Dunnville Chronicle: Haldimand County council members were unable to comment on discussions with representatives from the Ontario Ministry of Aboriginal Affairs.

For about 30 minutes on March 2, council met behind closed doors with senior negotiator John Nolan and assistant deputy minister Doug Carr who oversees the negotiations and reconciliation division of the ministry.

Neither could provide any information on meeting discussions.

In general terms, Coun. Craig Grice commented on gist of the meeting.

“It relates to lines of communication finally opening up,” he said.
In his opinion, some ideas made sense but others did not and some were non-starters.

“I would hope the powers that be at Six Nations would recognize that it’s about what could be if we want to truly move forward,” stated Grice.
He said a positive point of view was discussed and described it as stepping out of the problem to find an answer.

“It’s got to start somewhere,” Grice pointed out.

The closed meeting occurred nine hours after three Six Nations women asked developer John Voortman to stop construction of 46 townhouses in Hagersville. He agreed to contact provincial officials to ask them to negotatiate this land dispute with Six Nations.

More than a week ago a Six Nations, Brantford and Ontario draft memorandum was leaked out to the public after a closed Brantford council session.
Grice indicated that Haldimand’s discussions were not in the same vein.

The Brantford Expositor identified the memorandum as a provincial document and an interim agreement.
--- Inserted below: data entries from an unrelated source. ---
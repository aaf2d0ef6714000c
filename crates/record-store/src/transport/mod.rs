//! Request/response transport used to confirm optimistic updates.
//!
//! The store only needs "send a request, await a structured result". The
//! [`Transport`] trait captures that; [`InMemoryTransport`] scripts answers
//! for tests and [`HttpTransport`] talks to a real server.

pub mod http;
pub mod memory;

use std::sync::Arc;

use async_trait::async_trait;
use serde::de::DeserializeOwned;
use serde::{Deserialize, Serialize};

use crate::{Result, TransportError};

pub use http::{HttpTransport, TransportConfig};
pub use memory::InMemoryTransport;

/// Request method.
#[derive(Debug, Clone, Copy, PartialEq, Eq, Hash, Serialize, Deserialize)]
#[serde(rename_all = "UPPERCASE")]
pub enum Method {
    Get,
    Post,
    Put,
    Patch,
    Delete,
}

impl Method {
    pub fn as_str(&self) -> &'static str {
        match self {
            Method::Get => "GET",
            Method::Post => "POST",
            Method::Put => "PUT",
            Method::Patch => "PATCH",
            Method::Delete => "DELETE",
        }
    }
}

impl std::fmt::Display for Method {
    fn fmt(&self, f: &mut std::fmt::Formatter<'_>) -> std::fmt::Result {
        f.write_str(self.as_str())
    }
}

/// A request to the confirming system.
#[derive(Debug, Clone, PartialEq, Serialize, Deserialize)]
pub struct Request {
    pub method: Method,
    pub path: String,
    pub body: Option<serde_json::Value>,
}

impl Request {
    /// Creates a request without a body.
    pub fn new(method: Method, path: impl Into<String>) -> Self {
        Self {
            method,
            path: path.into(),
            body: None,
        }
    }

    pub fn get(path: impl Into<String>) -> Self {
        Self::new(Method::Get, path)
    }

    pub fn post(path: impl Into<String>) -> Self {
        Self::new(Method::Post, path)
    }

    pub fn put(path: impl Into<String>) -> Self {
        Self::new(Method::Put, path)
    }

    pub fn patch(path: impl Into<String>) -> Self {
        Self::new(Method::Patch, path)
    }

    pub fn delete(path: impl Into<String>) -> Self {
        Self::new(Method::Delete, path)
    }

    /// Sets the body from a raw JSON value.
    pub fn body_raw(mut self, body: serde_json::Value) -> Self {
        self.body = Some(body);
        self
    }

    /// Sets the body from a serializable value.
    pub fn json<T: Serialize>(mut self, body: &T) -> Result<Self> {
        self.body = Some(serde_json::to_value(body)?);
        Ok(self)
    }
}

/// A response from the confirming system.
#[derive(Debug, Clone, PartialEq, Serialize, Deserialize)]
pub struct Response {
    pub status: u16,
    pub body: serde_json::Value,
}

impl Response {
    pub fn new(status: u16, body: serde_json::Value) -> Self {
        Self { status, body }
    }

    /// A 200 response carrying `body`.
    pub fn ok(body: serde_json::Value) -> Self {
        Self::new(200, body)
    }

    /// A 204 response without a body.
    pub fn no_content() -> Self {
        Self::new(204, serde_json::Value::Null)
    }

    /// Returns true for 2xx statuses.
    pub fn is_success(&self) -> bool {
        (200..300).contains(&self.status)
    }

    /// Decodes the body.
    pub fn json<T: DeserializeOwned>(&self) -> Result<T> {
        Ok(serde_json::from_value(self.body.clone())?)
    }

    /// Best-effort human readable error message from the body.
    pub fn error_message(&self) -> String {
        match &self.body {
            serde_json::Value::Object(map) => map
                .get("error")
                .and_then(|e| e.as_str())
                .map(String::from)
                .unwrap_or_else(|| self.body.to_string()),
            serde_json::Value::String(s) => s.clone(),
            serde_json::Value::Null => String::new(),
            other => other.to_string(),
        }
    }
}

/// Sends requests to the system that confirms optimistic updates.
#[async_trait]
pub trait Transport: Send + Sync {
    /// Sends a request and returns the response, whatever its status.
    ///
    /// Errors are reserved for requests that produced no response at all.
    async fn send(&self, request: Request) -> Result<Response>;
}

#[async_trait]
impl<T: Transport + ?Sized> Transport for Arc<T> {
    async fn send(&self, request: Request) -> Result<Response> {
        (**self).send(request).await
    }
}

/// Extension trait providing convenience methods for transports.
#[async_trait]
pub trait TransportExt: Transport {
    /// Sends a request and turns non-2xx responses into
    /// [`TransportError::Status`].
    async fn send_checked(&self, request: Request) -> Result<Response> {
        let method = request.method;
        let path = request.path.clone();
        let response = self.send(request).await?;
        if response.is_success() {
            Ok(response)
        } else {
            Err(TransportError::Status {
                method,
                path,
                status: response.status,
                message: response.error_message(),
            })
        }
    }
}

// Blanket implementation for all Transport implementations
impl<T: Transport + ?Sized> TransportExt for T {}
//! Todo error types.

use common::RecordId;
use record_store::TransportError;
use thiserror::Error;

/// Errors that can occur during todo actions.
#[derive(Debug, Error)]
pub enum TodoError {
    /// No todo exists under the given id.
    #[error("Todo not found: {0}")]
    NotFound(RecordId),

    /// The title is empty after trimming.
    #[error("Todo title must not be empty")]
    InvalidTitle,

    /// The server did not confirm the change; local state was rolled back.
    #[error("Change rejected: {0}")]
    Rejected(#[from] TransportError),
}

/// Result type for todo actions.
pub type Result<T> = std::result::Result<T, TodoError>;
Within it were clauses about potential financial benefits to Six Nations, acknowledgement of multiple claims and rights assertions of Six Nations in Brantford and other parts of the province and encouragement for expeditious federal resolution of outstanding claims.

Other memorandum clauses set out discussions as confidential, a three-month abeyance of Brantford’s injunction against the Haudenosaunee Development Institute and individuals and abeyance of Six Nations elected council’s lawsuit against the city and province.

In turn, the province agreed to give the Haudenosaunee $100,000 to pay for talk costs and Haudenosaunee leaders were to use their best efforts to halt all development delays to give talks a chance to succeed.

Further talks about memorandum were scuttled after Confederacy chiefs heard about the leak.
Mohawk Chief Allen MacNaughton said the chiefs will look at another avenue to address related issues.